You may have a family or currently support just yourself—either way, you work hard for your earnings. As a responsible citizen, you have to pay taxes on those earnings. But what happens when you are unable to pay or can no longer cover back taxes?
The IRS has a series of penalties and punishments they may employ to go after delinquent taxpayers. The bottom line is that you can’t ignore unresolved tax debt because the tax agency is not going to back down and leave you with a simple warning.
Tax levies are the most severe action utilized by the Internal Revenue Service. Levies allow the IRS to freeze your bank accounts, garnish wages, and seize personal property and assets.
What Is a Tax Levy?
A levy is a legal seizure of your property to satisfy a tax debt. It’s important to note that levies are different from liens. A lien is a claim used as security for the tax debt, while a levy takes the property to satisfy the tax debt. If you do not pay your taxes (or make arrangements to settle your debt), the IRS or a state agency may seize and sell any type of real or personal property that you own or have an interest in.
- The IRS could seize and sell your property (such as a car, boat, or house).
- The IRS could levy property that is yours but is held by someone else (such as your wages, retirement accounts, dividends, bank accounts, licenses, rental income, accounts receivables, the cash loan value of your life insurance, or commissions).
The IRS usually levies only after these three requirements are met:
- The IRS assessed the tax and sent you a Notice and Demand for Payment.
- You neglected or refused to pay the tax.
- The IRS sent you a Final Notice of Intent to Levy and Notice of Your Right to A Hearing (levy notice) at least 30 days before the levy.
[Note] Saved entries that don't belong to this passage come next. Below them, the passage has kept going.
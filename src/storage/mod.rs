//! On-disk artist cache: one JSON document per artist in a flat directory.

use crate::catalog::ArtistSnapshot;
use anyhow::Context;
use std::fs;
use std::io::Write;
use std::path::{Path, PathBuf};

const FILE_SUFFIX: &str = "_lyrics.json";

#[derive(Debug, Clone)]
pub struct CacheStore {
    dir: PathBuf,
}

impl CacheStore {
    pub fn open(dir: &Path) -> anyhow::Result<Self> {
        fs::create_dir_all(dir).with_context(|| format!("create dir {}", dir.display()))?;
        Ok(Self {
            dir: dir.to_path_buf(),
        })
    }

    /// Fails when `artist_name` cannot name a cache document.
    pub fn check_key(&self, artist_name: &str) -> anyhow::Result<()> {
        validate_key(artist_name)
    }

    pub fn exists(&self, artist_name: &str) -> bool {
        self.document_path(artist_name)
            .map(|p| p.is_file())
            .unwrap_or(false)
    }

    /// Cached snapshot for `artist_name`, or `None` when missing or unreadable.
    pub fn load(&self, artist_name: &str) -> Option<ArtistSnapshot> {
        let path = match self.document_path(artist_name) {
            Ok(p) => p,
            Err(e) => {
                tracing::warn!("cache lookup for {artist_name:?} skipped: {e:#}");
                return None;
            }
        };

        let raw = match fs::read_to_string(&path) {
            Ok(raw) => raw,
            Err(e) if e.kind() == std::io::ErrorKind::NotFound => return None,
            Err(e) => {
                tracing::warn!("read {}: {e}", path.display());
                return None;
            }
        };

        match serde_json::from_str::<ArtistSnapshot>(&raw) {
            Ok(snapshot) if !snapshot.artist.name.trim().is_empty() => Some(snapshot),
            Ok(_) => {
                tracing::warn!("corrupt cache entry {}: empty artist name", path.display());
                None
            }
            Err(e) => {
                tracing::warn!("corrupt cache entry {}: {e}", path.display());
                None
            }
        }
    }

    /// Replace the document for `artist_name`. Readers see either the old or
    /// the new document, never a partial one.
    pub fn save(&self, artist_name: &str, snapshot: &ArtistSnapshot) -> anyhow::Result<()> {
        let path = self.document_path(artist_name)?;
        let raw = serde_json::to_vec(snapshot).context("serialize artist snapshot")?;

        let mut tmp = tempfile::NamedTempFile::new_in(&self.dir)
            .with_context(|| format!("create temp file in {}", self.dir.display()))?;
        tmp.write_all(&raw).context("write artist snapshot")?;
        tmp.as_file().sync_all().context("sync artist snapshot")?;
        tmp.persist(&path)
            .with_context(|| format!("replace {}", path.display()))?;

        tracing::debug!("cached {} songs in {}", snapshot.songs.len(), path.display());
        Ok(())
    }

    pub fn remove(&self, artist_name: &str) -> anyhow::Result<()> {
        let path = self.document_path(artist_name)?;
        match fs::remove_file(&path) {
            Ok(()) => Ok(()),
            Err(e) if e.kind() == std::io::ErrorKind::NotFound => Ok(()),
            Err(e) => Err(e).with_context(|| format!("remove {}", path.display())),
        }
    }

    /// Names of every cached artist, sorted.
    pub fn list_artists(&self) -> anyhow::Result<Vec<String>> {
        let entries =
            fs::read_dir(&self.dir).with_context(|| format!("read dir {}", self.dir.display()))?;

        let mut names: Vec<String> = entries
            .filter_map(|e| e.ok())
            .filter(|e| e.file_type().map(|t| t.is_file()).unwrap_or(false))
            .filter_map(|e| {
                let file_name = e.file_name().into_string().ok()?;
                let name = file_name.strip_suffix(FILE_SUFFIX)?;
                (!name.is_empty()).then(|| name.to_string())
            })
            .collect();
        names.sort();
        Ok(names)
    }

    fn document_path(&self, artist_name: &str) -> anyhow::Result<PathBuf> {
        validate_key(artist_name)?;
        Ok(self.dir.join(format!("{artist_name}{FILE_SUFFIX}")))
    }
}

/// The artist name is used verbatim as the file stem, so it has to stay a
/// single path component.
fn validate_key(artist_name: &str) -> anyhow::Result<()> {
    if artist_name.trim().is_empty() {
        anyhow::bail!("artist name is empty");
    }
    if artist_name.contains(['/', '\\', '\0']) || artist_name == "." || artist_name == ".." {
        anyhow::bail!("artist name {artist_name:?} cannot be used as a cache key");
    }
    Ok(())
}

#[cfg(test)]
mod tests {
    use super::*;
    use crate::catalog::models::{Artist, SongRecord};

    fn make_snapshot(name: &str, songs: usize) -> ArtistSnapshot {
        ArtistSnapshot {
            artist: Artist {
                name: name.to_string(),
                image_url: Some(format!("https://images/{name}.jpg")),
            },
            songs: (0..songs)
                .map(|i| SongRecord {
                    title: format!("Song {i}"),
                    lyrics: format!("[Chorus]\nline {i}\n"),
                })
                .collect(),
        }
    }

    #[test]
    fn test_round_trip() {
        let dir = tempfile::tempdir().unwrap();
        let store = CacheStore::open(dir.path()).unwrap();
        let snapshot = make_snapshot("Sigur Rós", 3);

        assert!(!store.exists("Sigur Rós"));
        store.save("Sigur Rós", &snapshot).unwrap();
        assert!(store.exists("Sigur Rós"));
        assert_eq!(store.load("Sigur Rós"), Some(snapshot));
    }

    #[test]
    fn test_document_named_after_artist() {
        let dir = tempfile::tempdir().unwrap();
        let store = CacheStore::open(dir.path()).unwrap();
        store.save("Adele", &make_snapshot("Adele", 1)).unwrap();

        assert!(dir.path().join("Adele_lyrics.json").is_file());
        assert_eq!(store.list_artists().unwrap(), vec!["Adele"]);
    }

    #[test]
    fn test_save_overwrites() {
        let dir = tempfile::tempdir().unwrap();
        let store = CacheStore::open(dir.path()).unwrap();
        store.save("Adele", &make_snapshot("Adele", 5)).unwrap();
        store.save("Adele", &make_snapshot("Adele", 2)).unwrap();

        assert_eq!(store.load("Adele").unwrap().songs.len(), 2);
        // No temp files left behind.
        assert_eq!(fs::read_dir(dir.path()).unwrap().count(), 1);
    }

    #[test]
    fn test_corrupt_document_is_a_miss() {
        let dir = tempfile::tempdir().unwrap();
        let store = CacheStore::open(dir.path()).unwrap();
        fs::write(dir.path().join("Adele_lyrics.json"), "{\"artist\": {\"na").unwrap();

        assert!(store.exists("Adele"));
        assert!(store.load("Adele").is_none());
    }

    #[test]
    fn test_empty_artist_name_in_document_is_a_miss() {
        let dir = tempfile::tempdir().unwrap();
        let store = CacheStore::open(dir.path()).unwrap();
        fs::write(
            dir.path().join("Adele_lyrics.json"),
            r#"{"artist": {"name": ""}, "songs": []}"#,
        )
        .unwrap();

        assert!(store.load("Adele").is_none());
    }

    #[test]
    fn test_list_artists() {
        let dir = tempfile::tempdir().unwrap();
        let store = CacheStore::open(dir.path()).unwrap();
        store.save("Muse", &make_snapshot("Muse", 1)).unwrap();
        store.save("Blur", &make_snapshot("Blur", 1)).unwrap();
        fs::write(dir.path().join("notes.txt"), "ignored").unwrap();

        assert_eq!(store.list_artists().unwrap(), vec!["Blur", "Muse"]);
    }

    #[test]
    fn test_remove() {
        let dir = tempfile::tempdir().unwrap();
        let store = CacheStore::open(dir.path()).unwrap();
        store.save("Muse", &make_snapshot("Muse", 1)).unwrap();

        store.remove("Muse").unwrap();
        assert!(!store.exists("Muse"));
        store.remove("Muse").unwrap();
    }

    #[test]
    fn test_rejects_path_like_names() {
        let dir = tempfile::tempdir().unwrap();
        let store = CacheStore::open(dir.path()).unwrap();

        assert!(store.save("../evil", &make_snapshot("x", 0)).is_err());
        assert!(store.save("", &make_snapshot("x", 0)).is_err());
        assert!(!store.exists("a/b"));
        assert!(store.load("..").is_none());
        assert!(store.check_key("AC/DC").is_err());
        assert!(store.check_key("Sigur Rós").is_ok());
    }
}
The IRS may give you this notice in person, leave it at your home or your usual place of business, or send it to your last known address by certified or registered mail with a return receipt requested. Note that if the IRS levies your state tax refund, you may receive a Notice of Levy on Your State Tax Refund, Notice of Your Right to Hearing after the levy.
Consequences of Tax Levies
Back taxes are among the most difficult debts to eliminate. Bankruptcy doesn’t even eliminate all of your taxes owed, which makes it complicated to get out of the dilemma. Furthermore, the federal government gives the IRS a lot of power when it comes to bringing down harsh punishments to collect a tax debt.
Tax liens and levies are the two most serious types of punishments that the IRS can hand out to individual taxpayers. While tax liens are a claim on your property and hamper your ability to take out new loans (because they destroys your credit score), tax levies are far more serious.
Tax levies provide the IRS the legal right to take your assets. With a tax levy, the IRS may:
- Freeze your bank accounts.
- Garnish your wages.
- Seize personal property.
- Seize assets like cars and other vehicles that you own.
Example of Tax Levies
Here are a few examples of how tax levies can inhibit your life and hurt your future:
- You owe taxes, and the IRS places a tax levy. You go to the bank to withdraw funds, and the bank notifies you that the IRS froze the account. Now you can’t access any of your money.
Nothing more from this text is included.